Il 9 agosto del 1510, Giulio II,  lanciò la scomunica contro il duca ALFONSO d' ESTE e, per distrarre le forze francesi dalla difesa del ducato di Ferrara, fece assalir Genova e altre città della Riviera con forze di terra e di mare e indusse gli Svizzeri a scendere in Lombardia. L' impresa della Liguria, tentata dal fuoruscito Ottaviano Fregoso e da Marc'Antonio Colonna, però fallì; quella degli Svizzeri, che si spinsero fin nella Brianza -donde poi comprati dall'oro francese tornarono nelle loro montagne-  non ottenne che di fare rientrare frettolosamente le truppe dello Chaumont nel ducato di Milano; successo migliore invece ebbe la spedizione pontificia nell' Emilia capitanata da Francesco Maria della Rovere che indusse Modena a darsi al Pontefice.
In questo frattempo i Veneziani passavano all'offensiva: LUCIO MALVEZZI, capitano della repubblica, ricuperava Bassano e Marostica, entrava a Vicenza e si spingeva sotto Verona, entro cui si erano rifugiate  le truppe imperiali. Ma un assalto tentato alla città, dopo un intenso fuoco d'artiglieria, non ebbe esito felice e i Veneziani, tolto l'assedio, posero il campo a cinque miglia da Verona.

IL CONCILIO FRANCESE DI TOURS


Il contegno del Papa non poteva non irritare LUIGI XII, che, volendolo colpire anche lui con le "armi spirituali", nei primi di settembre adunò a Tours i vescovi francesi. Questo concilio accolse le accuse del re rivolte al Pontefice, il quale, secondo il sovrano, turbava la cristianità con il suo spirito bellicoso, dichiarò che il Papa non poteva portare guerra ai principi per motivi esclusivamente temporali, ed esortò Luigi a portare le sue lagnanze davanti ad un concilio ecumenico da convocarsi d'accordo con l' imperatore.

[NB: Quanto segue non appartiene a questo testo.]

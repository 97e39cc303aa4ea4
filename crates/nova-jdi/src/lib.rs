//! Mirror-level façade over a suspended JVM for Nova's expression evaluator.
//!
//! Everything in this crate is a *handle*: values, types and methods refer to
//! state that physically lives in the debuggee. The wire encoding is someone
//! else's problem; [`VirtualMachine`] only describes the synchronous
//! request/response operations the evaluator needs, and [`SuspendEvent`]
//! describes the asynchronous notifications it correlates against.

mod event;
mod value;

#[cfg(any(test, feature = "test-support"))]
mod mock;

use thiserror::Error;

pub use event::{SuspendCause, SuspendEvent};
pub use value::{JdiValue, MethodRef, ObjectRef, PrimitiveKind, ReferenceType, TypeKind};

#[cfg(any(test, feature = "test-support"))]
pub use mock::{MethodBehavior, MockClass, MockFrame, MockVm};

pub type ThreadId = u64;
pub type ObjectId = u64;
pub type ReferenceTypeId = u64;

#[derive(Debug, Clone, Error, PartialEq)]
pub enum JdiError {
    #[error("VM disconnected")]
    VmDisconnected,
    #[error("VM terminated")]
    VmDied,
    #[error("thread {0} is not suspended")]
    ThreadNotSuspended(ThreadId),
    #[error("thread {0} was not suspended by an event")]
    IncompatibleThreadState(ThreadId),
    #[error("invalid object id {0}")]
    InvalidObjectId(ObjectId),
    #[error("timed out waiting for the VM to reply")]
    Timeout,
    #[error("command failed with error code {error_code}")]
    CommandFailed { error_code: u16 },
    #[error("no method `{name}{signature}` in {type_name}")]
    NoSuchMethod {
        type_name: String,
        name: String,
        signature: String,
    },
    #[error("no field `{name}` in {type_name}")]
    NoSuchField { type_name: String, name: String },
    #[error("class {0} is not loaded")]
    ClassNotLoaded(String),
    #[error("invalid type: {0}")]
    InvalidType(String),
    #[error("index {index} out of bounds for length {length}")]
    InvalidIndex { index: i64, length: usize },
    #[error("invocation threw {}", .exception.runtime_type)]
    InvocationException { exception: ObjectRef },
    #[error("{0}")]
    Other(String),
}

impl JdiError {
    /// True when the debuggee state can no longer be trusted for the rest of
    /// the evaluation.
    pub fn is_communication_failure(&self) -> bool {
        matches!(
            self,
            JdiError::VmDisconnected
                | JdiError::VmDied
                | JdiError::ThreadNotSuspended(_)
                | JdiError::Timeout
                | JdiError::CommandFailed { .. }
        )
    }
}

pub type Result<T, E = JdiError> = std::result::Result<T, E>;

/// Synchronous mirror operations against a suspended VM.
///
/// Every call is a blocking round trip. Implementations are shared between
/// evaluations running on different debuggee threads, so they take `&self` and
/// synchronize internally. None of the operations are retried by callers.
pub trait VirtualMachine: Send + Sync {
    /// Materialize a `java.lang.String` in the debuggee heap.
    fn mirror_of_string(&self, value: &str) -> Result<ObjectRef>;

    fn class_by_name(&self, name: &str) -> Result<ReferenceType>;

    fn reference_type(&self, object: &ObjectRef) -> Result<ReferenceType>;

    /// `object instanceof target`, answered by the debuggee's type hierarchy.
    fn is_assignable(&self, object: &ObjectRef, target: &ReferenceType) -> Result<bool>;

    fn new_instance(
        &self,
        class: &ReferenceType,
        signature: &str,
        args: &[JdiValue],
        thread: ThreadId,
    ) -> Result<JdiValue>;

    fn invoke_method(
        &self,
        receiver: &ObjectRef,
        name: &str,
        signature: &str,
        args: &[JdiValue],
        thread: ThreadId,
    ) -> Result<JdiValue>;

    fn invoke_static_method(
        &self,
        class: &ReferenceType,
        name: &str,
        signature: &str,
        args: &[JdiValue],
        thread: ThreadId,
    ) -> Result<JdiValue>;

    /// Type that declares the method `name` + `signature` as seen from
    /// `class`, i.e. the first match walking up its supertypes. Method-exit
    /// and exception events report methods by their declaring type.
    fn method_declaring_type(
        &self,
        class: &ReferenceType,
        name: &str,
        signature: &str,
    ) -> Result<ReferenceType>;

    fn get_field(&self, object: &ObjectRef, name: &str) -> Result<JdiValue>;
    fn set_field(&self, object: &ObjectRef, name: &str, value: JdiValue) -> Result<()>;

    fn get_static_field(&self, class: &ReferenceType, name: &str) -> Result<JdiValue>;
    fn set_static_field(&self, class: &ReferenceType, name: &str, value: JdiValue) -> Result<()>;

    fn array_length(&self, array: &ObjectRef) -> Result<usize>;
    fn array_element(&self, array: &ObjectRef, index: usize) -> Result<JdiValue>;
    fn set_array_element(&self, array: &ObjectRef, index: usize, value: JdiValue) -> Result<()>;
    fn new_array(&self, array_type: &ReferenceType, length: usize) -> Result<ObjectRef>;

    /// Contents of a `java.lang.String` object.
    fn string_value(&self, string: &ObjectRef) -> Result<String>;

    fn local_value(&self, thread: ThreadId, frame: usize, name: &str) -> Result<JdiValue>;
    fn set_local_value(
        &self,
        thread: ThreadId,
        frame: usize,
        name: &str,
        value: JdiValue,
    ) -> Result<()>;

    /// Number of active frames on `thread`.
    fn frame_count(&self, thread: ThreadId) -> Result<usize>;

    fn is_suspended(&self, thread: ThreadId) -> Result<bool>;
}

Il CONCILIO di TOURS sdegnò vivamente GIULIO II. Egli ritentò, ma inutilmente, l'impresa di Genova, poi, deciso di farla finita col duca di Ferrara, allo scopo di sorvegliar personalmente più da vicino l'andamento della guerra, a cavallo parti per Bologna dove giunse il 20 settembre con tutta la sua corte. La sua presenza valse ad accelerare il ritmo della guerra e il duca Alfonso si trovò contemporaneamente minacciato dalle milizie pontificie e da una flotta veneziana che risaliva il Po.
In aiuto dell' Estense allora accorse lo Chaumont, il quale, avanzandosi celermente, il 12 ottobre giunse a dieci miglia da Bologna. Il Papa, trovandosi con poche e male disciplinate truppe, assillato dalle preghiere dei cardinali che volevano indurlo alla pace e minacciato dai partigiani del Bentivoglio, aprì trattative con lo Chaumont, che si era spinto a tre miglia dalla città; ma qualche giorno dopo, rinfrancato per l'arrivo di un buon esercito, il papa ruppe bruscamente i negoziati, mentre il generale francese, preoccupato dall'arrivo dei rinforzi pontifici, si ritirava a Rubiera.

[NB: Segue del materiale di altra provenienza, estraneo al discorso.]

impl MockVm {
    pub fn new() -> Self {
        let vm = Self {
            state: Mutex::new(State {
                connected: true,
                alive: true,
                next_id: 1,
                classes: HashMap::new(),
                array_types: HashMap::new(),
                objects: HashMap::new(),
                threads: HashMap::new(),
                calls: Vec::new(),
            }),
        };
        let mut object = MockClass::new(OBJECT);
        object.superclass = None;
        vm.add_class(object);
        vm.add_class(MockClass::new(STRING));
        vm
    }

    pub fn add_class(&self, class: MockClass) -> ReferenceType {
        let mut state = self.state.lock();
        let id = state.alloc_id();
        let statics = class.static_fields.iter().cloned().collect();
        let ty = ReferenceType {
            id,
            name: class.name.clone(),
            kind: if class.is_interface {
                TypeKind::Interface
            } else {
                TypeKind::Class
            },
        };
        state.classes.insert(
            class.name.clone(),
            ClassEntry {
                id,
                class,
                statics,
            },
        );
        ty
    }

    /// Register a thread suspended by an event with the given frames (bottom
    /// frame first).
    pub fn add_thread(&self, thread: ThreadId, frames: Vec<MockFrame>) {
        self.state.lock().threads.insert(
            thread,
            MockThread {
                suspended: true,
                by_event: true,
                frames,
            },
        );
    }

    pub fn resume_thread(&self, thread: ThreadId) {
        if let Some(t) = self.state.lock().threads.get_mut(&thread) {
            t.suspended = false;
        }
    }

    /// Suspend `thread`; `by_event == false` models a user "pause" which does
    /// not allow method invocation.
    pub fn suspend_thread(&self, thread: ThreadId, by_event: bool) {
        if let Some(t) = self.state.lock().threads.get_mut(&thread) {
            t.suspended = true;
            t.by_event = by_event;
        }
    }

    pub fn disconnect(&self) {
        tracing::debug!(target = "nova.jdi", "mock VM disconnected");
        self.state.lock().connected = false;
    }

    pub fn terminate(&self) {
        tracing::debug!(target = "nova.jdi", "mock VM terminated");
        self.state.lock().alive = false;
    }

    pub fn new_object(&self, type_name: &str) -> ObjectRef {
        let mut state = self.state.lock();
        let fields = state.initial_fields(type_name);
        state.alloc_object(type_name, HeapData::Plain(fields))
    }

    pub fn new_string(&self, value: &str) -> ObjectRef {
        self.state
            .lock()
            .alloc_object(STRING, HeapData::Str(value.to_string()))
    }

    pub fn new_array_of(&self, array_type: &str, elements: Vec<JdiValue>) -> ObjectRef {
        self.state
            .lock()
            .alloc_object(array_type, HeapData::Array(elements))
    }

    /// Peek at an instance field without going through the call log.
    pub fn field_value(&self, object: &ObjectRef, name: &str) -> Option<JdiValue> {
        match &self.state.lock().objects.get(&object.id)?.data {
            HeapData::Plain(fields) => fields.get(name).cloned(),
            _ => None,
        }
    }

    pub fn local(&self, thread: ThreadId, name: &str) -> Option<JdiValue> {
        let state = self.state.lock();
        state
            .threads
            .get(&thread)?
            .frames
            .last()?
            .locals
            .get(name)
            .cloned()
    }

    pub fn calls(&self) -> Vec<String> {
        self.state.lock().calls.clone()
    }

    fn check_alive(&self) -> Result<()> {
        self.state.lock().check_alive()
    }
}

Quando fu convinto di aver truppe sufficienti per cominciare l'offensiva, Giulio II fece avanzare il suo esercito per investire Sassuolo, che in capo a due giorni capitolò, quindi ordinò che fossero assalite Concordia e Mirandola. La prima cadde verso la metà di dicembre, la seconda resistette più lungamente, ma il 20 gennaio del 1511 capitolò.

Una ventina di giorni dopo, cioè 1' 11 febbraio del 1511, cessava di vivere Carlo di Chaumont e il comando dell'esercito francese veniva affidato al maresciallo Gian Giacomo Trivulzio. Questi ai primi di marzo assalì e riprese Concordia, poi occupò Castelfranco, minacciando l'esercito pontificio che si era ritirato a Casalecchio. Giulio II non sentendosi sicuro a Bologna  partì per Ravenna, lasciando in qualità di suo legato il cardinale Francesco Alidosi, il quale, anziché provvedere alle difesa della città, anche lui se ne fuggì ad Imola. 

Il 21 maggio, saputasi la fuga del cardinale, i partigiani del Bentivoglio si levarono in armi, l'esercito pontificio accampato a Casalecchio si ritirò precipitosamente in Romagna, abbandonando bagagli e cannoni, e i Francesci entrarono in Bologna, dove fu dichiarato decaduto il governo papale e una statua di bronzo del Pontefice, opera di Michelangelo, che ornava la facciata di S. Petronio, fu abbattuta e ridotta in pezzi.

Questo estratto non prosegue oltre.